The sun sent forth a brilliant ray
so that its radiance was shed
upon the other sun’s fair head,
which in meek prayer to God was bowed.
And had it not been for the cloud
that his mask cast upon his face,
there were no need to make the place
shine and sparkle with another sun
than him. The beams of radiation
shed by Guillem’s handsomeness
went forth without thought from him.

{ Guillems vaus lo pertus colleja
Si con fai austors a perdiz.
Pauc s’atent ad aiso que dis,
Mais pero anc nom perdet vers
De salm per gardar a travers.
E grans bon’ aventural fo
Que ges no i garet em perdo,
Car sus el portal, cella ves,
Plus longamen que mais non fes
Flamenca per orar rema.
Son gan trais de la destra ma,
E per ucaison d’escupir
Baissal muzel, tan que gausir
Poc hen Guillems tota la boca.
Ab los oilz la baisa e tocha
E l’esdreissa tro al pertus.
Anc non hac mais tan hon dilus
Guillems, segon lo sieu vejaire.
Le soleilz non demoret gaire
C’un rai aqui non trameses
On l’autre soleilz s’era mes,
Qu’en orason vaus Dieu s’aclina.
Mais, si non fos li neolina
Que l’enujosa benda fai,
Ja no i covengra negun rai
D’autre soleil aqui venir
Per far ben l’angle resplandir
Mais cel que de sa cara issira
De Flamenca, que non conssira
De tot aiso neguna re. }

The presenter-priestess told stories about children being hospitalized and near death from the plague. She said that the plague affected women most. We must do more to help women. Everyone should wear a mask at all times whenever they leave their homes. Flamenca had heard it all a thousand times before:

Holding open the authorized guidance book,
she ever toward the peephole did look
wherein all her thoughts were posed.
She wished the service were composed
of good news and merciful, forgiving deeds,
because he surely did rise for these —
he who so held her in his spell.
She would have paid, and paid right well,
if but the obstacles that, alas, hide
her lordly man could be thrust aside.
She wished his mask were elsewhere, yearned
to have it cast away or burned.

{ Guillems lo breviari te
E sap mout de tornar al foil
La bocha, et al pertus l’oil,
Quar aqui a tota sa pensa.
E ben volgra que total messa
Fos evangelis o Agnus,
Quar adonc si dreissava sus
Flamenca per cui el la era.
Per son vol ganre li costera
Que cil postz fos ad una part
Que sos oils de sa dona part,
El benda fos en autre loc
0 arsa neis en un gran foc. }

Mid-way through the plague news and worship service, Flamenca discretely summoned the young usher / plague tester Nicholas. “Instead of using Psalm 51:7, you should test for the plague with Psalm 122:7, Fiat pax in virtute {May peace be made with manliness},” she declared. “Lady, I will do as you prefer,” Nicholas responded.

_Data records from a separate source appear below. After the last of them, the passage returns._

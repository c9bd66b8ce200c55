use thiserror::Error;

#[derive(Debug, Clone, PartialEq, Eq, Error)]
#[error("{label} must be one of: {}", .expected.join(", "))]
pub struct ParseEnumError {
    pub label: &'static str,
    pub expected: &'static [&'static str],
}

/// Declares a closed set of statuses. Values are stored in `TEXT` columns
/// and sent on the wire by their variant name.
macro_rules! string_enum {
    ($(#[$meta:meta])* $name:ident, $label:literal { $($variant:ident),+ $(,)? }) => {
        $(#[$meta])*
        #[derive(Debug, Clone, Copy, PartialEq, Eq, Hash)]
        pub enum $name {
            $($variant),+
        }

        impl $name {
            pub const ALL: &'static [$name] = &[$($name::$variant),+];
            const NAMES: &'static [&'static str] = &[$(stringify!($variant)),+];

            pub fn as_str(&self) -> &'static str {
                match self {
                    $($name::$variant => stringify!($variant)),+
                }
            }
        }

        impl std::fmt::Display for $name {
            fn fmt(&self, f: &mut std::fmt::Formatter<'_>) -> std::fmt::Result {
                f.write_str(self.as_str())
            }
        }

        impl sqlx::Type<sqlx::Postgres> for $name {
            fn type_info() -> sqlx::postgres::PgTypeInfo {
                <String as sqlx::Type<sqlx::Postgres>>::type_info()
            }

            fn compatible(ty: &sqlx::postgres::PgTypeInfo) -> bool {
                <String as sqlx::Type<sqlx::Postgres>>::compatible(ty)
            }
        }

        impl<'r> sqlx::Decode<'r, sqlx::Postgres> for $name {
            fn decode(
                value: sqlx::postgres::PgValueRef<'r>,
            ) -> Result<Self, sqlx::error::BoxDynError> {
                let raw = <&str as sqlx::Decode<sqlx::Postgres>>::decode(value)?;
                Ok(raw.parse()?)
            }
        }

        impl sqlx::Encode<'_, sqlx::Postgres> for $name {
            fn encode_by_ref(
                &self,
                buf: &mut sqlx::postgres::PgArgumentBuffer,
            ) -> Result<sqlx::encode::IsNull, sqlx::error::BoxDynError> {
                <&str as sqlx::Encode<sqlx::Postgres>>::encode_by_ref(&self.as_str(), buf)
            }
        }

        impl std::str::FromStr for $name {
            type Err = $crate::models::ParseEnumError;

            fn from_str(s: &str) -> Result<Self, Self::Err> {
                match s {
                    $(stringify!($variant) => Ok($name::$variant),)+
                    _ => Err($crate::models::ParseEnumError {
                        label: $label,
                        expected: $name::NAMES,
                    }),
                }
            }
        }
    };
}

pub mod ids;
pub mod inventory;
pub mod item_in_request;
pub mod request;
pub mod shop_item;
pub mod shop_item_category;
pub mod ticket;
pub mod ticket_conversation;
pub mod ticket_screenshot;

pub use ids::*;
pub use inventory::*;
pub use item_in_request::*;
pub use request::*;
pub use shop_item::*;
pub use shop_item_category::*;
pub use ticket::*;
pub use ticket_conversation::*;
pub use ticket_screenshot::*;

Explaining that she wanted to study some prayers, Flamenca asked for the plague bible. Nicholas gave the book to her. When Nicholas walked away to resume his usher duties, Flamenca opened the plague bible to Psalm 51:7 and pressed her eyes and chin and face to it. She kissed again and again that page that Guillem had touched. Eventually, sensing that the service was ending, Flamenca turned to gaze again through the peephole. She saw Guillem departing from the church.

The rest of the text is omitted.